Strouse: CM drug sweep a success

By JIM RUNKLE

jrunkle@lockhaven.com

BALD EAGLE TOWNSHIP — On Oct. 20, the Clinton County Sheriff’s K9 Unit visited  Central Mountain High School to look for drugs.

At Thursday’s  Keystone Central School District meeting, Clinton County District  Attorney Dave Strouse told the school board the search was a success on several  fronts.

The presence of the dog and  handler at the local high school sent a signal to students that illegal drugs were not going to be tolerated Strouse said, and sent a message that the district attorney and school administration are on the same page when it comes to this critical issue.

“This is a great partnership,” Strouse said. “We’ve engaged in a partnership that grew  out of  an outreach from the district attorney’s office, to address the  problem of drug abuse and drug possession.”

To the credit of the  students, he said, no contraband was found. The program, however, will continue at Central Mountain, Bucktail Campus in Renovo and  at the middle school to underline just how serious school officials are taking the situation.

Strouse said random sweeps are common in other school districts and are considered an important tool in discouraging drug abuse.

The Central Mountain effort was the first sweep and occurred at the request of the administration.

Acknowledging the comments of concern expressed earlier in the meeting by a parent, who suggested some changes to avert panic, Strouse said sweeps are “a scary procedure,” but added that, with the lessons learned in this first try, future sweeps need not be traumatic endeavors.

He noted that no individual student was searched, and common areas turned up clean.

“The idea is to make these more frequent and completely random,” Strouse  said, “and  making them totally random is the best way to proceed, so we are not going  to provide information to students, parents or teachers beforehand. The  purpose of this is to deter, not penalize, and to make our schools safe … I am pleased that there were no hits and no illegal drugs were found.”

Strouse said he was looking forward to continuing the efforts and hoped that the school board would support the random sweeps as the district and schools moved forward.

On the day in question, a canine team went inside and was spotted working around the exterior of the building, 64 Keystone Drive, Bald Eagle Township.

A message from Superintendent Kelly Hasting’s office was sent out by Communications Coordinator Angela Harding about 10:30 a.m. saying, “This morning, the Keystone Central School District, in conjunction with the Clinton County District Attorney, held a lock-down drill at Central Mountain High School that included a drug dog search.

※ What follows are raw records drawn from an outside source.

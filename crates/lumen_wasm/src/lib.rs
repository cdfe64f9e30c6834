//! WASM bindings for `lumen_core`.

mod sweep_runner;

pub use sweep_runner::WasmSweepRunner;

use lumen_core::{AllocationModel, ModelParameters, StateVector};
use serde_wasm_bindgen::to_value;
use sweep_runner::decode_or_default;
use wasm_bindgen::prelude::*;

/// Stability report for `state` = `[c, p, u]` at one light intensity.
#[wasm_bindgen]
pub fn classify_equilibrium(
    params_val: JsValue,
    light: f64,
    state: Vec<f64>,
) -> Result<JsValue, JsValue> {
    let params: ModelParameters = decode_or_default(params_val, "model parameters")?;
    params
        .validate()
        .map_err(|e| JsValue::from_str(&e.to_string()))?;
    lumen_core::model::validate_lights(&[light]).map_err(|e| JsValue::from_str(&e.to_string()))?;
    let state = StateVector::from_slice(&state).ok_or_else(|| {
        JsValue::from_str(&format!(
            "State dimension mismatch. Expected 3, got {}.",
            state.len()
        ))
    })?;

    let report = lumen_core::classify(&AllocationModel::new(params, light), &state);

    to_value(&report).map_err(|e| JsValue::from_str(&format!("Serialization error: {}", e)))
}

/// `count` evenly spaced light values from `start` to `end` inclusive.
#[wasm_bindgen]
pub fn linear_sweep(start: f64, end: f64, count: u32) -> Vec<f64> {
    lumen_core::linear_sweep(start, end, count as usize)
}


#[cfg(all(test, target_arch = "wasm32"))]
mod wasm_value_tests {
    use super::classify_equilibrium;
    use lumen_core::{Stability, StabilityReport};
    use serde_wasm_bindgen::from_value;
    use wasm_bindgen::JsValue;
    use wasm_bindgen_test::wasm_bindgen_test;

    #[wasm_bindgen_test]
    fn classify_equilibrium_reports_saddle() {
        let value = classify_equilibrium(JsValue::UNDEFINED, 10.0, vec![0.05, 0.05, 1.0])
            .expect("classify");
        let report: StabilityReport = from_value(value).expect("decode report");
        assert!(report.determinant < 0.0);
        assert_eq!(report.verdict, Stability::NotStable);
    }

    #[wasm_bindgen_test]
    fn classify_equilibrium_rejects_short_state() {
        let err = classify_equilibrium(JsValue::UNDEFINED, 10.0, vec![0.5, 0.3])
            .expect_err("state too short");
        assert!(err.as_string().unwrap_or_default().contains("dimension mismatch"));
    }
}
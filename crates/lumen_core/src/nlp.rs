use anyhow::Result;
use nalgebra::DMatrix;
use serde::{Deserialize, Serialize};

/// A smooth nonlinear program
///
/// ```text
/// minimize f(x)  subject to  h(x) = 0,  g(x) ≤ 0,  lower ≤ x ≤ upper
/// ```
///
/// Jacobians are dense with one row per constraint.
pub trait NlpProblem {
    fn num_variables(&self) -> usize;

    fn num_equalities(&self) -> usize;

    fn num_inequalities(&self) -> usize;

    /// Lower and upper variable bounds.
    fn bounds(&self) -> (Vec<f64>, Vec<f64>);

    fn objective(&self, x: &[f64]) -> f64;

    fn objective_gradient(&self, x: &[f64], out: &mut [f64]);

    fn equalities(&self, x: &[f64], out: &mut [f64]);

    fn equality_jacobian(&self, x: &[f64]) -> DMatrix<f64>;

    fn inequalities(&self, x: &[f64], out: &mut [f64]);

    fn inequality_jacobian(&self, x: &[f64]) -> DMatrix<f64>;

    /// Hessian of `σ·f(x) + λᵀh(x) + zᵀg(x)`.
    fn lagrangian_hessian(
        &self,
        x: &[f64],
        objective_factor: f64,
        equality_multipliers: &[f64],
        inequality_multipliers: &[f64],
    ) -> DMatrix<f64>;

    /// A point strictly inside the bounds and every inequality, if one is known. Solvers use it
    /// to recover a start that lies on or outside an inequality constraint.
    fn interior_reference(&self) -> Option<Vec<f64>> {
        None
    }
}

#[derive(Debug, Clone, Copy, Serialize, Deserialize, PartialEq, Eq)]
pub enum SolveStatus {
    Optimal,
    MaxIterations,
    /// An iterate or a KKT quantity became non-finite.
    InvalidNumbers,
    /// The initial point violates a general inequality constraint and could not be recovered.
    InfeasibleStart,
    /// The Newton system could not be factorized.
    SingularSystem,
    /// No trial point along the Newton direction stayed strictly feasible.
    Stalled,
}

impl SolveStatus {
    pub fn is_optimal(self) -> bool {
        matches!(self, SolveStatus::Optimal)
    }
}

#[derive(Debug, Clone, Serialize, Deserialize, PartialEq)]
pub struct NlpSolution {
    /// Final iterate. For non-optimal statuses this is the last point reached.
    pub x: Vec<f64>,
    pub objective: f64,
    pub status: SolveStatus,
    pub iterations: usize,
    pub primal_infeasibility: f64,
    pub dual_infeasibility: f64,
}

/// A solver for [`NlpProblem`]s.
///
/// `Err` is reserved for malformed input (dimension mismatches, invalid settings). Failing to
/// converge is reported through [`NlpSolution::status`].
pub trait NlpSolver {
    fn solve(&self, problem: &dyn NlpProblem, initial_guess: &[f64]) -> Result<NlpSolution>;
}

impl<T: NlpSolver + ?Sized> NlpSolver for &T {
    fn solve(&self, problem: &dyn NlpProblem, initial_guess: &[f64]) -> Result<NlpSolution> {
        (**self).solve(problem, initial_guess)
    }
}

impl<T: NlpSolver + ?Sized> NlpSolver for Box<T> {
    fn solve(&self, problem: &dyn NlpProblem, initial_guess: &[f64]) -> Result<NlpSolution> {
        (**self).solve(problem, initial_guess)
    }
}
/// Violations of the model's input domain. These are fatal and reported before a sweep starts.
#[derive(Debug, Clone, PartialEq, Error)]
pub enum ModelError {
    #[error("light intensity at index {index} must be finite and non-negative, got {value}")]
    InvalidLight { index: usize, value: f64 },
    #[error("half-saturation constant K must be finite and positive, got {0}")]
    NonPositiveHalfSaturation(f64),
    #[error("rate constant {name} must be finite and non-negative, got {value}")]
    InvalidRate { name: &'static str, value: f64 },
    #[error("light exponent alpha must be finite and non-negative, got {0}")]
    InvalidExponent(f64),
    #[error("epsilon must lie in (0, 1/3), got {0}")]
    InvalidEpsilon(f64),
    #[error("initial guess (c = {c}, p = {p}, u = {u}) lies outside the feasible region")]
    SeedOutOfBounds { c: f64, p: f64, u: f64 },
}

/// Physical constants of the model.
#[derive(Debug, Clone, Copy, Serialize, Deserialize, PartialEq)]
pub struct ModelParameters {
    /// Maximum production rate `kP`.
    pub kp: f64,
    /// Half-saturation constant `K` of the production term.
    pub k_half: f64,
    /// Allocation rate `kR`.
    pub kr: f64,
    /// Decay prefactor `k_γ`.
    pub k_gamma: f64,
    /// Light exponent `α` of the decay rate.
    pub alpha: f64,
    /// Margin `ε` keeping `c`, `p` and `c + p` away from the edges of the unit interval.
    pub epsilon: f64,
}

impl Default for ModelParameters {
    fn default() -> Self {
        Self {
            kp: 1.6,
            k_half: 140.0,
            kr: 2.1,
            k_gamma: 1e-5,
            alpha: 2.0,
            epsilon: 1e-4,
        }
    }
}

impl ModelParameters {
    pub fn validate(&self) -> Result<(), ModelError> {
        if !(self.k_half.is_finite() && self.k_half > 0.0) {
            return Err(ModelError::NonPositiveHalfSaturation(self.k_half));
        }
        for (name, value) in [("kP", self.kp), ("kR", self.kr), ("k_gamma", self.k_gamma)] {
            if !(value.is_finite() && value >= 0.0) {
                return Err(ModelError::InvalidRate { name, value });
            }
        }
        if !(self.alpha.is_finite() && self.alpha >= 0.0) {
            return Err(ModelError::InvalidExponent(self.alpha));
        }
        // Beyond 1/3 the region c, p ≥ ε, c + p ≤ 1 - ε has no interior.
        if !(self.epsilon > 0.0 && self.epsilon < 1.0 / 3.0) {
            return Err(ModelError::InvalidEpsilon(self.epsilon));
        }
        Ok(())
    }

    /// Production rate `v_P(p, I) = kP·p·I / (K + p·I)`.
    pub fn production_rate(&self, p: f64, light: f64) -> f64 {
        self.kp * p * light / (self.k_half + p * light)
    }

    /// `dv_P/dp = kP·I·K / (K + p·I)^2`.
    pub fn production_rate_gradient(&self, p: f64, light: f64) -> f64 {
        let denom = self.k_half + p * light;
        self.kp * light * self.k_half / (denom * denom)
    }

    /// `d²v_P/dp² = -2·kP·I²·K / (K + p·I)^3`.
    pub fn production_rate_curvature(&self, p: f64, light: f64) -> f64 {
        let denom = self.k_half + p * light;
        -2.0 * self.kp * light * light * self.k_half / (denom * denom * denom)
    }

    /// Decay rate `γ = k_γ·I^α`.
    pub fn decay_rate(&self, light: f64) -> f64 {
        self.k_gamma * light.powf(self.alpha)
    }
}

“This partnership is part of the Keystone Central School District’s continued effort to keep our schools safe and drug free,” the statement continued. “These unannounced drills are an important part of the district’s overall safety and security plan. The health and well-being of our students continues to be our top priority. We appreciate the support from District Attorney (David) Strouse, and from the communities and families.”